Lords and ladies,
We bid you welcome to our weekly blog, Downton Abbey Devotees. We would be remiss if we did not caution that Downton Abbey secrets, even gossip, will be revealed in the writing below. We are concerned that the revelations may trigger a splenic attack for those unfortunates who haven’t seen the new episodes. Perhaps they should depart forthwith?
Comeuppance (noun): a punishment or fate that someone deserves
The third-last episode is packed with plot twists large and small as creator Julian Fellowes sets up the Big Ending to End All Endings.
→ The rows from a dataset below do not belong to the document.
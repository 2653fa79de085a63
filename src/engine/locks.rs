//! # Token Locks
//!
//! Fine-grained locks over the logical regions a write can touch: a
//! (key, record) field, a whole key (range reads), and a whole record
//! (describe). A write holds all three of its tokens exclusively while
//! it lands; an atomic operation holds its read tokens shared and its
//! write tokens exclusively for the span of its commit.
//!
//! ## Deadlock Avoidance
//!
//! Requests are canonicalized (sorted by the token order, strongest
//! intent kept per token) and granted all-or-nothing: the broker either
//! marks every requested token in one critical section or marks none
//! and waits on a condition variable for the next release. No grant
//! ever holds one token while blocking on another, so lock-order cycles
//! cannot form — a read-intent that needs promotion simply re-requests
//! the full set. The wait is a real block, never a spin.

use hashbrown::HashMap;
use parking_lot::{Condvar, Mutex};

/// A logical region of the store. The derived order is the canonical
/// acquisition order.
#[derive(Debug, Clone, PartialEq, Eq, Hash, PartialOrd, Ord)]
pub enum Token {
    /// Any write to this key, on any record. Watched by range reads.
    Key(String),
    /// Any write to this record, under any key. Watched by describe.
    Record(i64),
    /// A single (key, record) field. Watched by select and verify.
    Field(String, i64),
}

impl Token {
    /// The tokens a write against (key, record) touches.
    pub fn for_write(key: &str, record: i64) -> [Token; 3] {
        [
            Token::Key(key.to_string()),
            Token::Record(record),
            Token::Field(key.to_string(), record),
        ]
    }
}

#[derive(Debug, Clone, Copy, PartialEq, Eq)]
pub enum Intent {
    Shared,
    Exclusive,
}

#[derive(Default)]
struct LockEntry {
    readers: usize,
    writer: bool,
}

#[derive(Default)]
pub struct LockBroker {
    table: Mutex<HashMap<Token, LockEntry>>,
    released: Condvar,
}

impl LockBroker {
    pub fn new() -> Self {
        Self::default()
    }

    /// Blocks until every requested token can be granted at once, then
    /// returns an RAII grant releasing them on drop.
    pub fn acquire(&self, requests: Vec<(Token, Intent)>) -> LockGrant<'_> {
        let requests = canonicalize(requests);
        let mut table = self.table.lock();
        loop {
            let compatible = requests.iter().all(|(token, intent)| {
                match table.get(token) {
                    None => true,
                    Some(entry) => match intent {
                        Intent::Shared => !entry.writer,
                        Intent::Exclusive => !entry.writer && entry.readers == 0,
                    },
                }
            });
            if compatible {
                for (token, intent) in &requests {
                    let entry = table.entry(token.clone()).or_default();
                    match intent {
                        Intent::Shared => entry.readers += 1,
                        Intent::Exclusive => entry.writer = true,
                    }
                }
                return LockGrant {
                    broker: self,
                    requests,
                };
            }
            self.released.wait(&mut table);
        }
    }

    fn release(&self, requests: &[(Token, Intent)]) {
        let mut table = self.table.lock();
        for (token, intent) in requests {
            let mut vacant = false;
            if let Some(entry) = table.get_mut(token) {
                match intent {
                    Intent::Shared => entry.readers = entry.readers.saturating_sub(1),
                    Intent::Exclusive => entry.writer = false,
                }
                vacant = entry.readers == 0 && !entry.writer;
            }
            if vacant {
                table.remove(token);
            }
        }
        drop(table);
        self.released.notify_all();
    }
}

/// Sorts requests into the canonical token order and keeps the strongest
/// intent per token, so a set that reads and writes the same key cannot
/// conflict with itself.
fn canonicalize(mut requests: Vec<(Token, Intent)>) -> Vec<(Token, Intent)> {
    requests.sort_by(|a, b| {
        a.0.cmp(&b.0)
            .then_with(|| (a.1 == Intent::Shared).cmp(&(b.1 == Intent::Shared)))
    });
    requests.dedup_by(|next, kept| next.0 == kept.0);
    requests
}

pub struct LockGrant<'a> {
    broker: &'a LockBroker,
    requests: Vec<(Token, Intent)>,
}

impl Drop for LockGrant<'_> {
    fn drop(&mut self) {
        self.broker.release(&self.requests);
    }
}
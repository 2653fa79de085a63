//! # Write Buffer
//!
//! The append-only, durable staging area ahead of the database. Every
//! accepted write is stamped with the next version, framed, appended to
//! the current segment file, and fsynced before the append returns:
//!
//! ```text
//! <buffer dir>/
//! ├── 1.seg              framed revisions, oldest first
//! ├── 2.seg
//! ├── 3.seg              current append target
//! └── transport.cursor   (oldest segment, frames consumed) + CRC
//! ```
//!
//! ## Overlay Reads
//!
//! The buffer answers reads by composing its own revisions, newest last,
//! over an upstream view supplied by the database. For the set-shaped
//! folds (select, describe, find, verify) the upstream view is the
//! database's folded result and buffered revisions are folded on top in
//! version order. Search folds occurrence counts, which double-apply
//! badly, so the search overlay instead extends the database's raw
//! revision run and folds once.
//!
//! ## Transport
//!
//! `transport` hands an ordered prefix of the log to the database, waits
//! for the database to seal and sync, and only then truncates: the
//! in-memory prefix is dropped, the durable cursor is advanced, and
//! fully consumed segment files are deleted. The whole batch runs under
//! the log's writer latch, so readers never observe a revision in both
//! the overlay and the database's freshly sealed blocks.
//!
//! Crash windows are benign by construction: dying before the sync
//! acknowledgement replays the prefix into the buffer (the database
//! discards its unbalanced partial blocks); dying between the
//! acknowledgement and the cursor advance replays revisions the database
//! already holds, which the fold paths deduplicate by version.
//!
//! ## Concurrency
//!
//! `append` serializes through a writer mutex that owns the segment
//! file; the version counter increments inside it, so log order equals
//! version order. Readers take the log latch shared; transport takes it
//! exclusive. The writer mutex is always acquired before the log latch.

use std::collections::VecDeque;
use std::fs::File;
use std::io::Write as _;
use std::path::{Path, PathBuf};
use std::sync::atomic::{AtomicBool, AtomicI64, Ordering};

use eyre::{bail, ensure, Result, WrapErr};
use parking_lot::{Mutex, RwLock};
use tracing::{debug, info, warn};

use crate::bitset::LongBitSet;
use crate::config::MAX_SEGMENT_SIZE;
use crate::db::{self, Database};
use crate::io::{self, frames};
use crate::types::{Action, OperatorMatcher, Revision, Value, Write};

const SEGMENT_EXTENSION: &str = "seg";
const CURSOR_FILE: &str = "transport.cursor";

struct SegmentWriter {
    file: File,
    sequence: u64,
    size: u64,
}

#[derive(Debug, Clone, Copy)]
struct SegmentMeta {
    sequence: u64,
    frames: u64,
}

#[derive(Default)]
struct BufferLog {
    /// Untransported revisions, oldest first.
    revisions: VecDeque<Revision>,
    /// Segment files backing the log, oldest first; the last entry is the
    /// current append target.
    segments: VecDeque<SegmentMeta>,
    /// Frames of the oldest segment already transported.
    consumed_in_oldest: u64,
}

/// The durable append-only log of writes awaiting transport.
pub struct Buffer {
    dir: PathBuf,
    writer: Mutex<Option<SegmentWriter>>,
    log: RwLock<BufferLog>,
    next_version: AtomicI64,
    running: AtomicBool,
}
After six seasons, dowager countess suddenly decides her wickedly sharp tongue is out of control, and decides to decamp to the south of France. “Your self-restraint is admirable,” says Mrs. Crawley. But while she’s still spitting mad, she helps Mrs. Crawley by setting straight the future daughter-in-law of Lord Merton whose sickly sweet exterior conceals a selfish, tough core: “You’ll a cool little miss. I’d feel sorry for Larry if I didn’t dislike him so much.” After delivering a few home truths to the shell-shocked bride, she advises Mrs. Crawley that she should abandon Merton to his greedy and selfish children.
Then it was time for Carson to get his just desserts. “I’ve had an idea,” says Mrs. Patmore to Mrs. Hughes, of how to deal with his complaints. Oh, dear, those two women could take down empires if they put their minds to it. It’s a diabolically clever, simple plan. Mrs. Hughes “hurts” her hand. She can’t lift, or make dinner. “I’m going to cook?” asks a horrified Carson. It’s all straightforward, she assures him, calling out a complicated list of instructions as he scurries and fetches. The potatoes burn, he forgets the cauliflower. He’s falling asleep from exhaustion when she tells him he can leave the washing up until the morning. One can see the new respect for the role of cook and bottle washer!
The third comeuppance is a long time coming. After years of conniving and scheming, Tom Barrow finally realizes how much he loves Downton Abbey and everyone in it, just as his job is being eliminated. “This is the first place where I’ve laid down some roots,” he tells a sympathetic Mrs. Hughes. When his tutoring of illiterate Andy is revealed, he isn’t praised but asked to step back by the schoolmaster, who wants to teach Andy by more professional methods. He’s left alone, sitting in the servants’ hall in the dark. Reap. Sow.
Lady Mary seems determined to live alone. For weeks, she’s been looking for any excuse to break up with Henry Talbot. Then comes his car race. It was never going to end well. “It feels like we’re trapped in some witches course for all eternity,” she mutters just before the crash that kills his best friend. When a distraught Henry calls her to say, “We don’t have a minute to waste, you and I. I must seize the day,” viewers could all but write her response: “No, today has made me realize something too, we’re not right. I don’t want you to give up anything, except me.”
Tom quickly figures out why she ditched Henry Talbot: “You’re frightened of being hurt again. You will be hurt again. Being hurt is part of being alive.”
One person who nearly gave up is Mr. Moseley. He’d once fallen so low, he was repairing roads in the village. But now, he’s become more than a servant, he’s about to be a professional. After taking tests at the school, he’s asked by the headmaster to join the teaching staff, saying “There are Oxford and Cambridge graduates who know far less than you do.”
If Moseley is beaming, then the episode ends with the earl over the moon. His mother left him a parting gift: a little golden retriever. Her predecessor had the unfortunate moniker of Isis. The puppy gets a rather more friendly one: Tiaa.